Произнося это, я вовсю сдерживался, но заметил, договорив, что вокруг на меня поглядывают. Фринка больше напугал, кажется, мой тон, чем смысл сказанного. Не уверен даже, что он до него дошел, но весь его вид показывал мне, что я бросил вызов человеку отважному. Дурацкая история. Год назад я бы просто вежливо принял его объяснения и удалился.
Спохватившись, я сунул чек в карман и ушел, не глянув на Фринка.
Естественно, объясняя Айве, почему не хочу идти в этот банк, я не стал вдаваться в подробности. Просто сказал, что меня оттуда два раза турнули и я не хочу нарываться на третий.
— Ох, ну Джозеф, ну что за сложности? Я сто раз гасила чеки.
— Но меня выгнали. Мало приятного, между прочим.
— Я тебе дам свой пропуск. Покажешь, и все.
— Не пойду, — сказал я.
— Ну еще куда-нибудь сходи. Сходи в обменный пункт какой-нибудь, на Лейк-парк авеню, кстати, есть пункт.
— Там, пока суд да дело, заставляют заполнять длиннющий бланк. Все им надо знать… где работаешь. Если я скажу, что нигде, засмеют: «Как это так? В наше время, когда…» Нет, не пойду. Почему бы тебе самой не пойти?
— Не хочу таскать среди ночи такие деньги. Нет, это исключено. Если меня ограбят, придется у твоего отца занимать, или у моего, или у Эймоса.
— Тебя когда-нибудь грабили?
— Нет, и ты прекрасно это знаешь.
— Так чего же ты вдруг взволновалась по этому поводу?
— Ты каждый день две газеты читаешь, от корки до корки. Мог бы и знать. Были случаи ограбления.
— Ах-ах-ах! Двоих ограбили! И то не здесь совсем, а у черта на рогах, на Шестидесятой.
— Джозеф, ты пойдешь с этим чеком или нет?
— Нет, — говорю я.
Может, надо было ей рассказать про мистера Фринка. Тогда, по крайней мере, хоть ясно было бы, почему я отказываюсь. Но она ничуть не меньше бы злилась. Дулась бы в сознании своей правоты. И хотя от посещения банка меня бы, очень возможно, избавили, мне бы это все равно вышло боком. И я не стал ничего говорить.
— Хорошо, — говорит она. — Чек останется в ящике. Посидим без еды.
— Ну, я-то перебьюсь.
— Не сомневаюсь. Исхудаешь, как… как Ганди, пока не уступишь. Упрямый осел.

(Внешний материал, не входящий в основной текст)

//! Fixed-frame paging allocator.
//!
//! Memory is divided into `max_bytes / frame_bytes` frames. Free frames
//! live on a LIFO stack; admitting a process pops `⌈mem/frame⌉` frames and
//! maps each to the owning pid. Page-in/page-out counters tally frames
//! crossing the memory boundary in either direction.

use std::collections::{HashMap, VecDeque};
use std::fmt::Write as _;
use std::sync::{Arc, Mutex};

use tracing::{debug, info};

use crate::backing_store::BackingStore;
use crate::mem::{persist_evictee, pick_evictable, AdmitError, MemoryAllocator, MemoryStats};
use crate::process::{Process, Residency};
use crate::types::{FrameId, Pid};

pub struct PagingAllocator {
    max_bytes: usize,
    frame_bytes: usize,
    num_frames: usize,
    store: Arc<BackingStore>,
    state: Mutex<PagingState>,
}

struct PagingState {
    /// LIFO stack of free frame indices.
    free_frames: Vec<FrameId>,
    frame_owner: HashMap<FrameId, Pid>,
    residents: HashMap<Pid, Arc<Process>>,
    /// Residents in admission order; eviction pops from the front.
    fifo: VecDeque<Pid>,
    page_in: u64,
    page_out: u64,
}

impl PagingAllocator {
    pub fn new(max_bytes: usize, frame_bytes: usize, store: Arc<BackingStore>) -> Self {
        let num_frames = max_bytes / frame_bytes;
        PagingAllocator {
            max_bytes,
            frame_bytes,
            num_frames,
            store,
            state: Mutex::new(PagingState {
                free_frames: (0..num_frames).map(FrameId).collect(),
                frame_owner: HashMap::new(),
                residents: HashMap::new(),
                fifo: VecDeque::new(),
                page_in: 0,
                page_out: 0,
            }),
        }
    }

    pub fn num_frames(&self) -> usize {
        self.num_frames
    }

    fn release_locked(&self, state: &mut PagingState, process: &Process, to: Residency) {
        let pid = process.pid();
        if state.residents.remove(&pid).is_none() {
            return;
        }
        state.fifo.retain(|p| *p != pid);
        if let Residency::Paged { frames } = process.residency() {
            for frame in frames {
                state.frame_owner.remove(&frame);
                state.free_frames.push(frame);
                state.page_out += 1;
            }
        }
        process.set_residency(to);
        process.set_admitted_at(None);
    }
}

impl MemoryAllocator for PagingAllocator {
    fn admit(&self, process: &Arc<Process>) -> Result<Residency, AdmitError> {
        let pages = process.pages();
        if pages == 0 || pages > self.num_frames {
            return Err(AdmitError::NoSpace);
        }

        let mut state = self.state.lock().unwrap();
        loop {
            if state.free_frames.len() >= pages {
                let split = state.free_frames.len() - pages;
                let frames: Vec<FrameId> = state.free_frames.split_off(split);
                for frame in &frames {
                    state.frame_owner.insert(*frame, process.pid());
                }
                state.page_in += pages as u64;
                state.residents.insert(process.pid(), Arc::clone(process));
                state.fifo.push_back(process.pid());

                let residency = Residency::Paged { frames };
                process.set_residency(residency.clone());
                debug!(
                    pid = process.pid().0,
                    name = process.name(),
                    pages,
                    "admitted into paged memory"
                );
                return Ok(residency);
            }

            let Some(victim_pid) = pick_evictable(&state.fifo, &state.residents) else {
                return Err(AdmitError::NoSpace);
            };
            let victim = Arc::clone(&state.residents[&victim_pid]);
            persist_evictee(&self.store, &victim);
            self.release_locked(&mut state, &victim, Residency::OnBackingStore);
            info!(
                pid = victim_pid.0,
                name = victim.name(),
                "evicted oldest resident to backing store"
            );
        }
    }

    fn release(&self, process: &Process) {
        let mut state = self.state.lock().unwrap();
        self.release_locked(&mut state, process, Residency::NotResident);
        debug!(pid = process.pid().0, "released paged memory");
    }

    fn snapshot(&self) -> String {
        let state = self.state.lock().unwrap();
        let mut out = String::new();
        writeln!(out, "Memory visualization ({} frames):", self.num_frames).unwrap();
        for index in 0..self.num_frames {
            match state.frame_owner.get(&FrameId(index)) {
                Some(pid) => {
                    let name = state
                        .residents
                        .get(pid)
                        .map(|p| p.name().to_string())
                        .unwrap_or_else(|| pid.to_string());
                    writeln!(out, "Frame {index} -> {name}").unwrap();
                }
                None => writeln!(out, "Frame {index} -> free").unwrap(),
            }
        }
        writeln!(out, "---- end of memory visualization ----").unwrap();
        out
    }

    fn stats(&self) -> MemoryStats {
        let state = self.state.lock().unwrap();
        let free = state.free_frames.len();
        MemoryStats {
            max_bytes: self.max_bytes,
            used_bytes: (self.num_frames - free) * self.frame_bytes,
            page_in: state.page_in,
            page_out: state.page_out,
            external_frag_bytes: free * self.frame_bytes,
            resident_count: state.residents.len(),
        }
    }
}
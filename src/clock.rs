//! The simulated CPU clock.
//!
//! A dedicated ticker thread increments a monotonic counter once per tick
//! period (~1 ms by default) and broadcasts each increment on a condition
//! variable. Worker cores, the stats watcher, and the batch generator all
//! pace themselves by blocking on that broadcast.
//!
//! Two counters are exposed: `ticks`, the total since start, and
//! `active_ticks`, bumped once per tick on which at least one core was busy
//! (the scheduler's watcher thread performs that accounting).

use std::sync::atomic::{AtomicBool, AtomicU64, Ordering};
use std::sync::{Arc, Condvar, Mutex};
use std::thread::{self, JoinHandle};
use std::time::Duration;

use tracing::info;

use crate::types::Tick;

/// Default tick period: one simulated tick per millisecond of wall clock.
pub const DEFAULT_TICK_PERIOD: Duration = Duration::from_millis(1);

/// Monotonic tick counter driven by a ticker thread.
///
/// Cheap reads (`ticks()`, `active_ticks()`) go through atomics; the
/// mutex/condvar pair exists solely for the per-tick broadcast that
/// `wait_for_tick_after` blocks on. The counter increment happens under the
/// mutex, so a waiter that observes tick `T` also observes every write made
/// before `T` was broadcast.
pub struct TickClock {
    shared: Arc<ClockShared>,
    period: Duration,
    ticker: Mutex<Option<JoinHandle<()>>>,
}

struct ClockShared {
    ticks: AtomicU64,
    active_ticks: AtomicU64,
    running: AtomicBool,
    lock: Mutex<()>,
    tick_cond: Condvar,
}

impl TickClock {
    pub fn new(period: Duration) -> Self {
        TickClock {
            shared: Arc::new(ClockShared {
                ticks: AtomicU64::new(0),
                active_ticks: AtomicU64::new(0),
                running: AtomicBool::new(false),
                lock: Mutex::new(()),
                tick_cond: Condvar::new(),
            }),
            period,
            ticker: Mutex::new(None),
        }
    }

    /// Total ticks since `start`.
    pub fn ticks(&self) -> Tick {
        self.shared.ticks.load(Ordering::SeqCst)
    }

    /// Ticks on which at least one core was busy.
    pub fn active_ticks(&self) -> Tick {
        self.shared.active_ticks.load(Ordering::SeqCst)
    }

    /// Ticks on which every core was idle.
    pub fn idle_ticks(&self) -> Tick {
        self.ticks().saturating_sub(self.active_ticks())
    }

    /// Whether the ticker thread is running.
    pub fn is_running(&self) -> bool {
        self.shared.running.load(Ordering::SeqCst)
    }

    /// Record the current tick as active. Called at most once per tick by
    /// the scheduler's watcher thread.
    pub fn note_active_tick(&self) {
        self.shared.active_ticks.fetch_add(1, Ordering::SeqCst);
    }

    /// Start the ticker thread. Idempotent: a second call on a running
    /// clock is a no-op.
    pub fn start(&self) {
        if self.shared.running.swap(true, Ordering::SeqCst) {
            return;
        }

        let shared = Arc::clone(&self.shared);
        let period = self.period;
        let handle = thread::Builder::new()
            .name("tick-clock".into())
            .spawn(move || {
                while shared.running.load(Ordering::SeqCst) {
                    {
                        let _guard = shared.lock.lock().unwrap();
                        shared.ticks.fetch_add(1, Ordering::SeqCst);
                    }
                    shared.tick_cond.notify_all();
                    thread::sleep(period);
                }
                // Final broadcast so waiters observe the stop.
                shared.tick_cond.notify_all();
            })
            .expect("failed to spawn tick-clock thread");

        *self.ticker.lock().unwrap() = Some(handle);
        info!("tick clock started");
    }

    /// Stop the ticker thread and wait for it to exit. Safe to call from
    /// any thread and safe to call more than once.
    pub fn stop(&self) {
        if !self.shared.running.swap(false, Ordering::SeqCst) {
            return;
        }
        self.shared.tick_cond.notify_all();
        if let Some(handle) = self.ticker.lock().unwrap().take() {
            let _ = handle.join();
        }
        info!(ticks = self.ticks(), "tick clock stopped");
    }

    /// Block until the clock has advanced past `after`, returning the
    /// observed tick count.
    ///
    /// While the clock is running the returned value is strictly greater
    /// than `after`; the wait never returns early on a spurious wakeup. If
    /// the clock is stopped (or stops mid-wait) the current tick count is
    /// returned as-is so blocked threads can observe shutdown.
    pub fn wait_for_tick_after(&self, after: Tick) -> Tick {
        let mut guard = self.shared.lock.lock().unwrap();
        loop {
            let now = self.shared.ticks.load(Ordering::SeqCst);
            if now > after || !self.shared.running.load(Ordering::SeqCst) {
                return now;
            }
            guard = self.shared.tick_cond.wait(guard).unwrap();
        }
    }
}

impl Drop for TickClock {
    fn drop(&mut self) {
        self.stop();
    }
}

— По-моему, не тебе меня называть упрямым ослом. Уж кто бы говорил. Не будем из-за этого ссориться, Айва. Правда. Я пойти не могу. У меня есть свои причины.
— Ах, конечно, Причины и Принципы. С большой буквы, — и она выводит по воздуху большое П.
— Не будь дурой. Думаешь, очень приятно, когда подходишь к окошечку, а тебя гонят взашей?
— А ты точно не ввязался там в склоку? — спрашивает она проницательно. — У меня возникают кой-какие догадки…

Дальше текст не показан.